What is it that I find so annoyingly metaphysical about Paris? Why is it that when any morsel of money and time happen to simultaneously end up in my possession do I venture back to a place that’s been walked through, shopped through, ate, drank, and tipsily sang through almost a dozen times over?

The answer, I’ve found, is in the unique pleasure of nothingness.

The cafés and bars here are not places to eat and drink, they are places to REVIVE. The swirling smoke, the light chatter, the slow sipping of café au laits, the contrast of people hurrying by, the welcome uncertainty of time and of circumstance, the contentness that takes over the mind and body as soon as the act of sitting takes place. The café is a temple and I am its monk. Opening hours are from sit down to stand up. It is ok to seat oneself, to stare directionless, to enjoy the sweet nothings, to shut off the outside world. In the safety of a café you are one of the many taking a quiet timeout from life, from the memories of your yesterday and the plans of tomorrow. If life’s stresses are a poison then the Parisian café is my antidote. An outpatient therapy. My over-the-counter remedy.

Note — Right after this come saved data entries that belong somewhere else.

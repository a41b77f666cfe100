//! Payroll sheet ingestion.
//!
//! Reads CSV exports of payroll workbook sheets into ordered
//! [`EmployeeRow`](payslip_model::EmployeeRow)s.
//!
//! - **Header detection**: title rows above the header are skipped
//! - **Cell typing**: numbers (with thousands separators), ISO dates, text, empty
//! - **Sheet name**: taken from the file stem, used for variant routing
//!
//! # Example
//!
//! ```ignore
//! use std::path::Path;
//! use payslip_ingest::read_sheet;
//!
//! let sheet = read_sheet(Path::new("FIXED April.csv"))?;
//! println!("{} rows in {}", sheet.len(), sheet.name);
//! ```

#![deny(unsafe_code)]

mod cell;
mod error;
mod sheet;

pub use cell::{parse_cell, parse_number};
pub use error::{IngestError, Result};
pub use sheet::{IngestOptions, Sheet, read_sheet, read_sheet_with_options};
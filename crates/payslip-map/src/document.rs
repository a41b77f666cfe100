//! Persisted configuration document.
//!
//! # Storage Format
//!
//! ```json
//! {
//!   "FIXED": {
//!     "earnings": [
//!       { "name": "BASIC SAL", "columns": "BASIC SAL" },
//!       { "name": "NORMAL OT", "columns": ["NORMAL OT", "<next>"] }
//!     ],
//!     "deductions": []
//!   },
//!   "FTC": { "earnings": [], "deductions": [] },
//!   "payslip_month": "MAY 2025"
//! }
//! ```
//!
//! Categories are arrays so entry order survives a round trip and two-part
//! display names need no string encoding. The older object form
//! (`{ "BASIC SAL": "BASIC SAL" }`) is still read, in document order.

use std::collections::BTreeMap;
use std::fmt;

use serde::de::{MapAccess, Visitor};
use serde::ser::SerializeSeq;
use serde::{Deserialize, Deserializer, Serialize, Serializer};
use tracing::warn;

use payslip_model::{
    Category, DisplayName, MappingEntry, SourceColumns, Variant, normalize_month_label,
};

/// Ordered entries of one (variant, category) scope. Display names are unique.
#[derive(Debug, Clone, Default, PartialEq)]
pub struct CategoryMappings {
    entries: Vec<MappingEntry>,
}

impl CategoryMappings {
    pub fn new() -> Self {
        Self::default()
    }

    pub fn len(&self) -> usize {
        self.entries.len()
    }

    pub fn is_empty(&self) -> bool {
        self.entries.is_empty()
    }

    /// Entries in insertion order.
    pub fn iter(&self) -> std::slice::Iter<'_, MappingEntry> {
        self.entries.iter()
    }

    pub fn get(&self, name: &DisplayName) -> Option<&SourceColumns> {
        self.entries
            .iter()
            .find(|entry| entry.name == *name)
            .map(|entry| &entry.columns)
    }

    /// Inserts an entry, or replaces the columns of an existing entry with the
    /// same name in place. Returns `true` when an entry was replaced.
    pub fn upsert(&mut self, entry: MappingEntry) -> bool {
        match self.entries.iter_mut().find(|e| e.name == entry.name) {
            Some(existing) => {
                existing.columns = entry.columns;
                true
            }
            None => {
                self.entries.push(entry);
                false
            }
        }
    }

    pub fn remove(&mut self, name: &DisplayName) -> Option<MappingEntry> {
        let idx = self.entries.iter().position(|entry| entry.name == *name)?;
        Some(self.entries.remove(idx))
    }

    fn from_loaded(entries: Vec<MappingEntry>) -> Self {
        let mut mappings = Self::new();
        for entry in entries {
            if let Err(error) = entry.validate() {
                warn!(name = %entry.name, %error, "dropping invalid mapping entry");
                continue;
            }
            mappings.upsert(entry);
        }
        mappings
    }
}

impl<'a> IntoIterator for &'a CategoryMappings {
    type Item = &'a MappingEntry;
    type IntoIter = std::slice::Iter<'a, MappingEntry>;

    fn into_iter(self) -> Self::IntoIter {
        self.entries.iter()
    }
}

impl FromIterator<MappingEntry> for CategoryMappings {
    fn from_iter<I: IntoIterator<Item = MappingEntry>>(iter: I) -> Self {
        let mut mappings = Self::new();
        for entry in iter {
            mappings.upsert(entry);
        }
        mappings
    }
}

impl Serialize for CategoryMappings {
    fn serialize<S: Serializer>(&self, serializer: S) -> Result<S::Ok, S::Error> {
        let mut seq = serializer.serialize_seq(Some(self.entries.len()))?;
        for entry in &self.entries {
            seq.serialize_element(entry)?;
        }
        seq.end()
    }
}

/// Object form: display name keys mapped to column values.
struct LegacyEntries(Vec<MappingEntry>);

impl<'de> Deserialize<'de> for LegacyEntries {
    fn deserialize<D: Deserializer<'de>>(deserializer: D) -> Result<Self, D::Error> {
        struct LegacyVisitor;

        impl<'de> Visitor<'de> for LegacyVisitor {
            type Value = LegacyEntries;

            fn expecting(&self, f: &mut fmt::Formatter<'_>) -> fmt::Result {
                f.write_str("a map of display names to source columns")
            }

            fn visit_map<A: MapAccess<'de>>(self, mut map: A) -> Result<Self::Value, A::Error> {
                let mut entries = Vec::with_capacity(map.size_hint().unwrap_or(0));
                while let Some((name, columns)) = map.next_entry::<String, SourceColumns>()? {
                    entries.push(MappingEntry {
                        name: DisplayName::Label(name),
                        columns,
                    });
                }
                Ok(LegacyEntries(entries))
            }
        }

        deserializer.deserialize_map(LegacyVisitor)
    }
}

#[derive(Deserialize)]
#[serde(untagged)]
enum CategoryRepr {
    Entries(Vec<MappingEntry>),
    Legacy(LegacyEntries),
}

impl<'de> Deserialize<'de> for CategoryMappings {
    fn deserialize<D: Deserializer<'de>>(deserializer: D) -> Result<Self, D::Error> {
        let entries = match CategoryRepr::deserialize(deserializer)? {
            CategoryRepr::Entries(entries) | CategoryRepr::Legacy(LegacyEntries(entries)) => {
                entries
            }
        };
        Ok(Self::from_loaded(entries))
    }
}

/// Earnings and deductions of one variant.
#[derive(Debug, Clone, Default, PartialEq, Serialize, Deserialize)]
#[serde(default)]
pub struct VariantMappings {
    pub earnings: CategoryMappings,
    pub deductions: CategoryMappings,
}

impl VariantMappings {
    pub fn category(&self, category: Category) -> &CategoryMappings {
        match category {
            Category::Earnings => &self.earnings,
            Category::Deductions => &self.deductions,
        }
    }

    pub fn category_mut(&mut self, category: Category) -> &mut CategoryMappings {
        match category {
            Category::Earnings => &mut self.earnings,
            Category::Deductions => &mut self.deductions,
        }
    }

    pub fn is_empty(&self) -> bool {
        self.earnings.is_empty() && self.deductions.is_empty()
    }
}

/// The whole persisted configuration.
#[derive(Debug, Clone, PartialEq, Serialize, Deserialize)]
pub struct ConfigDocument {
    /// Mappings keyed by upper-case variant name.
    #[serde(flatten)]
    pub variants: BTreeMap<String, VariantMappings>,
    /// Free-text pay period; `None` means "current month".
    #[serde(default)]
    pub payslip_month: Option<String>,
    /// Header organization line; `None` means the default.
    #[serde(default, skip_serializing_if = "Option::is_none")]
    pub organization: Option<String>,
}

impl Default for ConfigDocument {
    fn default() -> Self {
        let mut document = Self {
            variants: BTreeMap::new(),
            payslip_month: None,
            organization: None,
        };
        document.ensure_known_variants();
        document
    }
}

impl ConfigDocument {
    /// Makes sure FIXED and FTC are present, empty if absent.
    pub fn ensure_known_variants(&mut self) {
        for variant in Variant::ALL {
            self.variants.entry(variant.as_str().to_string()).or_default();
        }
    }

    /// Brings loaded settings into the form the setters write: month
    /// upper-cased, organization trimmed, blank values unset.
    pub fn normalize(&mut self) {
        self.ensure_known_variants();
        self.payslip_month = self
            .payslip_month
            .as_deref()
            .map(normalize_month_label)
            .filter(|month| !month.is_empty());
        self.organization = self
            .organization
            .as_deref()
            .map(str::trim)
            .filter(|name| !name.is_empty())
            .map(str::to_string);
    }
}

/// Canonical key for a variant name.
pub fn variant_key(variant: &str) -> String {
    variant.trim().to_uppercase()
}

#[cfg(test)]
mod tests {
    use super::*;
    use payslip_model::RelativeRef;
    use serde_json::json;

    #[test]
    fn upsert_replaces_in_place() {
        let mut mappings: CategoryMappings = vec![
            MappingEntry {
                name: DisplayName::label("A"),
                columns: SourceColumns::single("COL A"),
            },
            MappingEntry {
                name: DisplayName::label("B"),
                columns: SourceColumns::single("COL B"),
            },
        ]
        .into_iter()
        .collect();

        let replaced = mappings.upsert(MappingEntry {
            name: DisplayName::label("A"),
            columns: SourceColumns::relative("COL A2", RelativeRef::NextColumn),
        });
        assert!(replaced);
        let names: Vec<String> = mappings.iter().map(|e| e.name.to_string()).collect();
        assert_eq!(names, vec!["A", "B"]);
        assert!(mappings.get(&DisplayName::label("A")).unwrap().is_double());
    }

    #[test]
    fn legacy_object_form_keeps_document_order() {
        let text = r#"{
            "earnings": { "ZETA": "Z", "ALPHA": ["A", "<next>"] },
            "deductions": {}
        }"#;
        let mappings: VariantMappings = serde_json::from_str(text).unwrap();
        let names: Vec<String> = mappings.earnings.iter().map(|e| e.name.render()).collect();
        assert_eq!(names, vec!["ZETA", "ALPHA"]);
        assert_eq!(
            mappings.earnings.get(&DisplayName::label("ALPHA")),
            Some(&SourceColumns::relative("A", RelativeRef::NextColumn))
        );
    }

    #[test]
    fn document_round_trip() {
        let mut document = ConfigDocument::default();
        document
            .variants
            .get_mut("FIXED")
            .unwrap()
            .earnings
            .upsert(MappingEntry {
                name: DisplayName::pair("NORMAL", "OT"),
                columns: SourceColumns::relative("NORMAL OT", RelativeRef::NextColumn),
            });
        document.payslip_month = Some("MAY 2025".to_string());

        let json = serde_json::to_string_pretty(&document).unwrap();
        let back: ConfigDocument = serde_json::from_str(&json).unwrap();
        assert_eq!(back, document);

        let value: serde_json::Value = serde_json::from_str(&json).unwrap();
        assert_eq!(value["payslip_month"], json!("MAY 2025"));
        assert_eq!(
            value["FIXED"]["earnings"][0],
            json!({ "name": ["NORMAL", "OT"], "columns": ["NORMAL OT", "<next>"] })
        );
    }

    #[test]
    fn normalize_unsets_blank_settings() {
        let mut document: ConfigDocument =
            serde_json::from_str(r#"{ "payslip_month": "  ", "organization": "" }"#).unwrap();
        document.normalize();
        assert_eq!(document.payslip_month, None);
        assert_eq!(document.organization, None);
        assert!(document.variants.contains_key("FTC"));

        document.payslip_month = Some(" june   2025".to_string());
        document.normalize();
        assert_eq!(document.payslip_month.as_deref(), Some("JUNE 2025"));
    }

    #[test]
    fn invalid_entries_are_dropped_on_load() {
        let value = json!([
            { "name": "", "columns": "X" },
            { "name": "KEEP", "columns": "Y" }
        ]);
        let mappings: CategoryMappings = serde_json::from_value(value).unwrap();
        assert_eq!(mappings.len(), 1);
    }
}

I never knew I could contemplate the delicate flavour intricacies of a cup of coffee as painstakingly as I have in a Parisian café.

I never knew how long I could successfully stare off into an unspecified point in space before I sat in a Parisian café.

I never thought about nothing at all as much and for as long as I did in a Parisian café.

I suppose the frenzied movement that engulfs you on the streets of Paris is what makes reprieve so much sweeter, so much more gratifying to escape.

Either way it’s a gift and I accept it brazenly each time that I go. For there are few places more charming in the world to revel in the art of absolutely nothing.